At 9:30 am everyone has to retire to their tiny,
bare-bones rooms for a half hour while a couple of
nurses push a cart down the length of the hallway
dispensing medications. Then everyone wanders around
for a while between meals, depemdimg on how assiduosly
the staff badgers us into participating in one of
their unfocused, chaotic groups. They put us to bed by
10 pm, except on weekends, when its 12 midnight.
(Because everyones so medicated not many people make
it that late.)

This morning. I put my swollen leg up on some pillows
and stared at the blank ceiling. When I leaned my head
back, the sun bloomed through the grating on my upside
down window and I thought about the fresh air and the
bright blue sky that surrounded me over five weeks ago
when I hung out the window, ready to drop.

Rabdy and David are looking out the window now,
talking about the boats on the river and the apartment
complexes that lie alongside us. The guys in the day room
transfixed by the women dancing the Soul
Train– even Babu, the staffer monitoring us, exclaims
Thats my music! A dishevelled weekend psychiatrist
sits down next to me, asks a few perfuntory questions,

Levine shouts angrily about people using the phone too
much. Were all waiting for the Saturday coffee break
that comes at 3:15.

More to come,

Letters From Lem 3

Filed under: Letters From Lem — Twin A @ 1:48 pm


Levine was pissed off today. Levine is a shambling Rasta warrior with bright black eyes and a giant mass of grey unwashed hair that sort of floats and bounces as he shuffles down 20 east’s hallway, ducking into rooms as he goes. Levine’s rampage began at the front window that the staffers hide behind. the front window is like a cashier’s window, only with a cardboard and construction paper display about “COMMONLY USED MEDICATIONS” instead of a price list. He started cussing out everyone in sight, telling one staffer to “go back to Africa.” Later, he dominated the morning Community Meeting, where the doctors and staffers sit in a row and talk down to the patients, yelling that he was going to drag 20 East’s night staff into Criminal Court, Federal Court, Supreme Court, whatever it takes.”

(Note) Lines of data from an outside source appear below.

//! Strategy selection and per-target orchestration.

use crate::admission::{AdmissionController, SpaceProbe};
use crate::bench::Concurrency;
use crate::concurrent::ConcurrentWriter;
use crate::hash::HashAlgorithm;
use crate::metrics::SystemMetrics;
use crate::pipeline::{default_capacity, PipelineWriter};
use crate::progress::fmt_bytes;
use crate::ram_buffer::RamBufferWriter;
use crate::retry::RetryPolicy;
use crate::sink::{self, Compression, FileSink, GzipSink, OpenMode, Sink, StdoutSink};
use crate::source::ChunkSource;
use crate::stream::{verify_written, StreamWriter};
use crate::throttle::Limits;
use crate::{Error, Result};

use log::{info, warn};

use std::fmt;
use std::fs;
use std::path::{Path, PathBuf};
use std::time::Duration;

#[derive(Clone, Debug, PartialEq, Eq, Hash)]
pub enum WriteTarget {
    Path(PathBuf),
    Stdout,
}

/// When a run stops.
#[derive(Copy, Clone, Debug, PartialEq, Eq)]
pub enum Bound {
    /// Exactly `count` chunk writes, ending early once `size_cap` bytes are written.
    Count { count: u64, size_cap: Option<u64> },
    /// Exactly this many bytes; the last chunk is clipped to fit.
    Size(u64),
}

#[derive(Clone, Debug, PartialEq)]
pub struct WriteOptions {
    pub limits: Limits,
    pub retry: RetryPolicy,
    /// Bytes between fsyncs; `None` disables fsync.
    pub fsync_interval: Option<u64>,
    pub sparse: bool,
    pub hash: Option<HashAlgorithm>,
    /// Progress line interval; `None` disables progress output.
    pub progress: Option<Duration>,
}

#[derive(Clone, Debug, Default, PartialEq)]
pub struct WriteOutcome {
    pub written: u64,
    pub chunks: u64,
    pub elapsed: Duration,
    pub digest: Option<String>,
}

#[derive(Copy, Clone, Debug, PartialEq, Eq)]
pub enum BufferMode {
    Stream,
    Ram,
}

#[derive(Copy, Clone, Debug, PartialEq, Eq)]
pub enum Strategy {
    Stream,
    RamBuffer,
    Concurrent(usize),
    Pipeline(usize),
}

#[derive(Clone, Debug)]
pub struct PumpOptions {
    pub bound: Bound,
    /// Bytes each target is expected to receive, if that can be known up front.
    pub expected_bytes: Option<u64>,
    pub write: WriteOptions,
    pub buffer_mode: BufferMode,
    pub ram_max: u64,
    pub concurrency: Concurrency,
    pub workers: usize,
    pub gen_workers: usize,
    pub chunk_size: usize,
    pub queue_capacity: Option<usize>,
    pub open_mode: OpenMode,
    pub compress: Compression,
    pub truncate: Option<u64>,
    pub preallocate: Option<u64>,
    pub verify: bool,
    pub disk_guard: bool,
    pub disk_margin: u64,
}

#[derive(Clone, Debug)]
pub struct TargetReport {
    pub target: WriteTarget,
    pub strategy: Strategy,
    pub outcome: WriteOutcome,
}

pub struct Pump<'a> {
    opts: &'a PumpOptions,
    metrics: &'a dyn SystemMetrics,
    probe: &'a dyn SpaceProbe,
}

impl Bound {
    pub fn count(&self) -> Option<u64> {
        match *self {
            Bound::Count { count, .. } => Some(count),
            Bound::Size(_) => None,
        }
    }

    pub fn byte_limit(&self) -> Option<u64> {
        match *self {
            Bound::Count { size_cap, .. } => size_cap,
            Bound::Size(size) => Some(size),
        }
    }

    /// Bytes still allowed once `written` bytes are out, or `None` if unlimited.
    pub fn room(&self, written: u64) -> Option<u64> {
        self.byte_limit().map(|l| l.saturating_sub(written))
    }
}

impl Default for WriteOptions {
    fn default() -> Self {
        Self {
            limits: Limits::default(),
            retry: RetryPolicy::default(),
            fsync_interval: None,
            sparse: false,
            hash: None,
            progress: None,
        }
    }
}

impl Default for PumpOptions {
    fn default() -> Self {
        Self {
            bound: Bound::Count {
                count: 1,
                size_cap: None,
            },
            expected_bytes: None,
            write: WriteOptions::default(),
            buffer_mode: BufferMode::Ram,
            ram_max: 256 * 1024 * 1024,
            concurrency: Concurrency::Write,
            workers: 1,
            gen_workers: 1,
            chunk_size: 64 * 1024,
            queue_capacity: None,
            open_mode: OpenMode::Append,
            compress: Compression::None,
            truncate: None,
            preallocate: None,
            verify: false,
            disk_guard: true,
            disk_margin: 100 * 1024 * 1024,
        }
    }
}

impl PumpOptions {
    /// Picks the writer for this configuration. RAM buffering falls back to streaming when the
    /// expected size exceeds the buffer cap, and always runs on a single thread. Compressed
    /// output needs a single writer, so concurrent writes become a stream.
    pub fn strategy(&self) -> Strategy {
        if self.buffer_mode == BufferMode::Ram {
            match self.expected_bytes {
                Some(expected) if expected > self.ram_max => {}
                _ => return Strategy::RamBuffer,
            }
        }
        match self.concurrency {
            Concurrency::Write if self.workers > 1 && self.compress == Compression::None => {
                Strategy::Concurrent(self.workers)
            }
            Concurrency::Write => Strategy::Stream,
            Concurrency::Generate => Strategy::Pipeline(self.gen_workers.max(1)),
        }
    }
}

impl<'a> Pump<'a> {
    pub fn new(
        opts: &'a PumpOptions,
        metrics: &'a dyn SystemMetrics,
        probe: &'a dyn SpaceProbe,
    ) -> Self {
        Self {
            opts,
            metrics,
            probe,
        }
    }

    /// Writes every target in turn, each from a fresh source.
    pub fn run<F>(&self, targets: &[WriteTarget], mut make_source: F) -> Result<Vec<TargetReport>>
    where
        F: FnMut() -> Result<Box<dyn ChunkSource>>,
    {
        if targets.is_empty() {
            return Err(Error::config("No targets resolved to pump"));
        }

        let strategy = self.opts.strategy();
        self.log_strategy(strategy);

        let admission =
            AdmissionController::new(self.probe, self.opts.disk_margin, self.opts.disk_guard);
        let demands: Vec<_> = targets
            .iter()
            .map(|t| (t.clone(), self.opts.expected_bytes))
            .collect();
        admission.check_all(&demands)?;

        let mut reports = Vec::with_capacity(targets.len());
        for target in targets {
            if let WriteTarget::Path(path) = target {
                prepare_parent(path)?;
            }
            admission.check_target(target, self.opts.expected_bytes)?;
            info!(
                "target={} start: strategy={} bound={:?}",
                target, strategy, self.opts.bound
            );
            let mut source = make_source()?;
            let outcome = self.run_target(target, strategy, source.as_mut())?;
            info!(
                "target={} done: {} in {} chunks",
                target,
                fmt_bytes(outcome.written),
                outcome.chunks
            );
            reports.push(TargetReport {
                target: target.clone(),
                strategy,
                outcome,
            });
        }
        Ok(reports)
    }

    fn log_strategy(&self, strategy: Strategy) {
        let opts = self.opts;
        if opts.buffer_mode == BufferMode::Ram && strategy != Strategy::RamBuffer {
            if let Some(expected) = opts.expected_bytes {
                info!(
                    "Falling back to streaming: expected {} exceeds --ram-max {}",
                    fmt_bytes(expected),
                    fmt_bytes(opts.ram_max)
                );
            }
        }
        if strategy == Strategy::RamBuffer && opts.workers > 1 {
            info!("--buffer-mode ram forces single-thread; ignoring --workers > 1");
        } else if strategy == Strategy::Stream
            && opts.workers > 1
            && opts.compress != Compression::None
        {
            info!("Forcing single writer due to {} compression", opts.compress);
        }
        if opts.compress != Compression::None && opts.write.sparse {
            info!("Sparse holes are written as compressed zeros");
        }
    }

    fn run_target(
        &self,
        target: &WriteTarget,
        strategy: Strategy,
        source: &mut dyn ChunkSource,
    ) -> Result<WriteOutcome> {
        let opts = self.opts;
        let write = &opts.write;
        if let WriteTarget::Path(path) = target {
            if let Some(len) = opts.truncate {
                sink::truncate(path, len)?;
            }
            if let Some(len) = opts.preallocate {
                sink::preallocate(path, len)?;
            }
        }

        let outcome = match strategy {
            Strategy::RamBuffer => RamBufferWriter::new(write, opts.ram_max, self.metrics)
                .write(source, opts.bound, || self.open(target))?,
            Strategy::Stream => StreamWriter::new(write, self.metrics).write(
                source,
                self.open(target)?.as_mut(),
                opts.bound,
            )?,
            Strategy::Concurrent(workers) => ConcurrentWriter::new(write, workers, self.metrics)
                .write(source, self.open(target)?.as_mut(), opts.bound)?,
            Strategy::Pipeline(producers) => {
                let capacity = opts
                    .queue_capacity
                    .unwrap_or_else(|| default_capacity(opts.chunk_size));
                PipelineWriter::new(write, producers, capacity, self.metrics).write(
                    source,
                    self.open(target)?.as_mut(),
                    opts.bound,
                )?
            }
        };

        if opts.verify {
            self.verify(target, &outcome)?;
        }
        Ok(outcome)
    }

    fn open(&self, target: &WriteTarget) -> Result<Box<dyn Sink>> {
        let gzip = self.opts.compress == Compression::Gzip;
        Ok(match target {
            WriteTarget::Path(path) => {
                let sparse = self.opts.write.sparse && !gzip;
                let file = FileSink::open(path, self.opts.open_mode, sparse)?;
                if gzip {
                    Box::new(GzipSink::new(file))
                } else {
                    Box::new(file)
                }
            }
            WriteTarget::Stdout if gzip => Box::new(GzipSink::new(StdoutSink::new())),
            WriteTarget::Stdout => Box::new(StdoutSink::new()),
        })
    }

    /// Re-reads the region this run wrote and compares it with the running digest.
    fn verify(&self, target: &WriteTarget, outcome: &WriteOutcome) -> Result<()> {
        let path = match target {
            WriteTarget::Path(p) => p,
            WriteTarget::Stdout => {
                warn!("Cannot verify data written to stdout");
                return Ok(());
            }
        };
        if self.opts.compress != Compression::None {
            warn!("Cannot verify {} compressed output; skipped", self.opts.compress);
            return Ok(());
        }
        let (algo, digest) = match (self.opts.write.hash, outcome.digest.as_ref()) {
            (Some(algo), Some(digest)) => (algo, digest),
            _ => {
                warn!("--verify requires --hash; skipped");
                return Ok(());
            }
        };
        let start = match self.opts.open_mode {
            OpenMode::Truncate => 0,
            OpenMode::At(offset) => offset,
            OpenMode::Append => fs::metadata(path)?.len().saturating_sub(outcome.written),
        };
        verify_written(path, start, outcome.written, algo, digest)?;
        info!("target={} verified ({} {})", target, algo, digest);
        Ok(())
    }
}

fn prepare_parent(path: &Path) -> Result<()> {
    match path.parent() {
        Some(parent) if !parent.as_os_str().is_empty() => Ok(fs::create_dir_all(parent)?),
        _ => Ok(()),
    }
}

impl fmt::Display for WriteTarget {
    fn fmt(&self, f: &mut fmt::Formatter) -> fmt::Result {
        match self {
            WriteTarget::Path(p) => write!(f, "{}", p.display()),
            WriteTarget::Stdout => f.write_str("-"),
        }
    }
}

impl fmt::Display for Strategy {
    fn fmt(&self, f: &mut fmt::Formatter) -> fmt::Result {
        match self {
            Strategy::Stream => f.write_str("stream"),
            Strategy::RamBuffer => f.write_str("ram"),
            Strategy::Concurrent(n) => write!(f, "concurrent({})", n),
            Strategy::Pipeline(n) => write!(f, "pipeline({})", n),
        }
    }
}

By the time he cried “scavengers! I don’t eat scavengers.” at lunch, most of us had stopped listening. (I guess he was objecting to schrimp and pork, which wasn’t anywhere to be found in our lunch. Just the usual chicken, bland vegetables, individual plastic-wrapped slice of bread, half-full lukewarm styrofoam cup of coffee, and a cup of dessert.

Mealtimes are alive with yelling, anyway - not necessarily angry yelling although this is added to the mix, but a bustling commodities trading floor: “Coffee for cranberry?” “Eggs, who wants eggs?” “Can I get sugar?” “Who wants soup for pudding?” “Sweet and low! Swee and Low!” The one thing no one can get rid of at any price are the tiny plastic cups of cold orzo salad — they’re awful.

Levine’s ability to sustain his anger morning, noon and night is admirable, if ultimately irritating. In the Hollywood adaptation of Bellevue Hospital, 20 East, Levine would be cast as a fold hero, liberating the patients with his passionate monologues. Perhaps that’s how he sees himself. Personally, I’m content to take my depokote, let people throw eggs and cereal packets over my head, and stay quiet until the let me out of this joint.